Yes. So The Littlest President is available on BrooklynDadDefiant.com, also available on Amazon.com. You got to make sure you spell Littlest correctly. You need to make the typo, right? And in the very beginning of the book, you get the end of the story.
Which is your Twitter. Yeah. All right. Well, thank you. Thank you so much. Finally, do you think that country will heal? Yeah, I think it will heal. And I think Joe Biden is the perfect guy to heal it. And I'm not just saying that because I dislike Trump. I'm saying it because Joe Biden is a man full of compassion. He's a man who has suffered tremendous loss in his life. You can't heal unless you have a guy at the top, guy or woman, man or woman, who has dealt with loss, who has empathy, who has compassion. They have to have those qualities. Yeah, I think Joe Biden is a guy who has proven over the length of his career, he's proven the ability to talk across the aisle, as they say. There are people, there are Republicans who like
Joe Biden and like and respect Joe Biden.
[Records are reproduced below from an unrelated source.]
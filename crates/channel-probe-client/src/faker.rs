// crates/channel-probe-client/src/faker.rs
// ============================================================================
// Module: Mock User Faker Types
// Description: Request and response shapes of the internal faker service.
// Purpose: Provision disposable users whose tokens authenticate probe calls.
// Dependencies: serde, serde_json
// ============================================================================

//! Request and response shapes of the internal faker service.

use std::fmt;

use serde::Deserialize;
use serde::Serialize;
use serde_json::Map;
use serde_json::Value;

use crate::error::ClientError;

/// Body of `POST /InternalFaker/MockUsers`.
#[derive(Debug, Clone, PartialEq, Eq, Serialize, Deserialize)]
pub struct MockUsersRequest {
    /// Prefix shared by every created user; teardown deletes by prefix.
    pub prefix: String,
    /// Number of users to create.
    pub quantity: u32,
    /// Badge type assigned to created users.
    pub badge: u32,
}

impl MockUsersRequest {
    /// Builds a request for a single user without a badge.
    #[must_use]
    pub fn single(prefix: impl Into<String>) -> Self {
        Self {
            prefix: prefix.into(),
            quantity: 1,
            badge: 0,
        }
    }
}

/// A provisioned mock user.
#[derive(Clone, PartialEq, Deserialize, Serialize)]
pub struct MockUser {
    /// Session token for the user.
    pub token: String,
    /// Remaining user fields, kept opaque.
    #[serde(default, flatten)]
    pub profile: Map<String, Value>,
}

impl fmt::Debug for MockUser {
    fn fmt(&self, f: &mut fmt::Formatter<'_>) -> fmt::Result {
        f.debug_struct("MockUser")
            .field("token", &"<redacted>")
            .field("profile", &self.profile)
            .finish()
    }
}

/// Response of `POST /InternalFaker/MockUsers`.
#[derive(Debug, Clone, PartialEq, Deserialize, Serialize)]
pub struct MockUsersResponse {
    /// Created users in creation order.
    pub data: Vec<MockUser>,
}

impl MockUsersResponse {
    /// Returns the token of the first created user.
    ///
    /// # Errors
    ///
    /// Returns [`ClientError::MissingToken`] when no user was created or the
    /// first token is empty.
    pub fn first_token(&self) -> Result<&str, ClientError> {
        self.data
            .first()
            .map(|user| user.token.as_str())
            .filter(|token| !token.is_empty())
            .ok_or(ClientError::MissingToken)
    }
}
// crates/channel-probe-client/src/error.rs
// ============================================================================
// Module: Client Errors
// Description: Error type for chat API requests.
// Purpose: Separate transport failures from error-status responses.
// Dependencies: thiserror
// ============================================================================

//! Error type for chat API requests.

use thiserror::Error;

use crate::response::ApiResponse;

/// Failures raised by [`crate::ChannelApiClient`].
#[derive(Debug, Error)]
pub enum ClientError {
    /// Base URL or endpoint could not be built.
    #[error("invalid url: {0}")]
    InvalidUrl(String),
    /// Request never produced an HTTP response.
    #[error("http request failed: {0}")]
    Transport(String),
    /// Server answered with a non-success status.
    #[error("http status {} for {method} {path}", .response.status())]
    Status {
        /// HTTP method of the failed request.
        method: String,
        /// Request path of the failed request.
        path: String,
        /// Full response as received.
        response: ApiResponse,
    },
    /// Success body did not match the expected type.
    #[error("response decode failed: {0}")]
    Decode(String),
    /// Mock-user provisioning returned no usable token.
    #[error("mock user response carried no token")]
    MissingToken,
}

impl ClientError {
    /// Returns the HTTP response attached to the failure, if one was received.
    #[must_use]
    pub const fn response(&self) -> Option<&ApiResponse> {
        match self {
            Self::Status {
                response, ..
            } => Some(response),
            _ => None,
        }
    }

    /// Consumes the error and returns the attached HTTP response, if any.
    #[must_use]
    pub fn into_response(self) -> Option<ApiResponse> {
        match self {
            Self::Status {
                response, ..
            } => Some(response),
            _ => None,
        }
    }
}

/// Extracts the HTTP response from a failed request.
#[must_use]
pub const fn response_of(error: &ClientError) -> Option<&ApiResponse> {
    error.response()
}
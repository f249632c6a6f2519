// crates/channel-probe-cli/src/assertions.rs
// ============================================================================
// Module: Response Assertions
// Description: Compare an observed response with a literal expectation.
// Purpose: Produce every mismatch instead of stopping at the first one.
// Dependencies: channel-probe-client, channel-probe-contract, serde, thiserror
// ============================================================================

//! ## Overview
//! [`check_response`] compares status and body independently, so a report
//! shows both when a case fails on status and body at once.

use channel_probe_client::ApiResponse;
use channel_probe_client::ResponseBody;
use channel_probe_contract::ExpectedOutcome;
use channel_probe_contract::check_created_body;
use serde::Serialize;
use thiserror::Error;

/// One difference between an expected and an observed response.
#[derive(Debug, Clone, PartialEq, Eq, Serialize, Error)]
#[serde(tag = "kind", rename_all = "snake_case")]
pub enum Mismatch {
    /// Status code differs.
    #[error("expected status {expected}, got {actual}")]
    Status {
        /// Expected status.
        expected: u16,
        /// Observed status.
        actual: u16,
    },
    /// Bare-string body differs.
    #[error("expected body \"{expected}\", got {actual}")]
    Text {
        /// Expected body text.
        expected: String,
        /// Observed body, summarized.
        actual: String,
    },
    /// `error.details` differs.
    #[error("expected details [{}], got [{}]", expected.join(", "), actual.join(", "))]
    Details {
        /// Expected details.
        expected: Vec<String>,
        /// Observed details.
        actual: Vec<String>,
    },
    /// Body does not have the expected shape.
    #[error("unexpected body shape: {message}")]
    Shape {
        /// Description of the shape problem.
        message: String,
    },
}

/// Returns every mismatch between `expected` and `response`.
#[must_use]
pub fn check_response(expected: &ExpectedOutcome, response: &ApiResponse) -> Vec<Mismatch> {
    let mut mismatches = Vec::new();
    if response.status() != expected.status() {
        mismatches.push(Mismatch::Status {
            expected: expected.status(),
            actual: response.status(),
        });
    }
    match expected {
        ExpectedOutcome::Forbidden {
            message,
        } => {
            if response.text() != Some(message.as_str()) {
                mismatches.push(Mismatch::Text {
                    expected: message.clone(),
                    actual: describe_body(response.body()),
                });
            }
        }
        ExpectedOutcome::BadRequest {
            details,
        }
        | ExpectedOutcome::ServerError {
            details,
        } => match response.error_details() {
            Ok(actual) if actual == *details => {}
            Ok(actual) => mismatches.push(Mismatch::Details {
                expected: details.clone(),
                actual,
            }),
            Err(err) => mismatches.push(Mismatch::Shape {
                message: format!("{err}; body was {}", describe_body(response.body())),
            }),
        },
        ExpectedOutcome::Created => match response.json() {
            Some(body) => {
                if let Err(err) = check_created_body(body) {
                    mismatches.push(Mismatch::Shape {
                        message: err.to_string(),
                    });
                }
            }
            None => mismatches.push(Mismatch::Shape {
                message: format!(
                    "expected a json object, body was {}",
                    describe_body(response.body())
                ),
            }),
        },
    }
    mismatches
}

/// Maximum characters of an observed body quoted in a mismatch.
const MAX_BODY_EXCERPT: usize = 200;

/// Summarizes a response body for mismatch messages.
fn describe_body(body: &ResponseBody) -> String {
    let rendered = match body {
        ResponseBody::Empty => return "<empty>".to_string(),
        ResponseBody::Text(text) => format!("\"{text}\""),
        ResponseBody::Json(value) => value.to_string(),
    };
    if rendered.chars().count() <= MAX_BODY_EXCERPT {
        return rendered;
    }
    let excerpt: String = rendered.chars().take(MAX_BODY_EXCERPT).collect();
    format!("{excerpt}...")
}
And the process of healing, it's not going to be overnight. It's not going to be like November 4th, we're going to be healed. And in fact, it's going to take a while. It's going to take a while. There's going to be a lot of hurt feelings. He's not a guy who is going to be antagonizing the people who didn't vote for him. And that's the difference. That's the difference. Donald Trump has spent the past four hours trolling Democrats and trolling the states that did not support him. He's been, you know, just very wicked and malicious. And Joe Biden is the complete opposite of that persona. So healing, yeah, we will heal. I shudder to think what will happen to America if Trump is reelected. That's a reality I don't even want to consider.
Right. Well, let's stay on this optimistic note. The country will heal. Majid, thank you so much. Thank you so much for making time for Back in America today. And we'll keep on following your adventure online. Thank you for having me. A pleasure.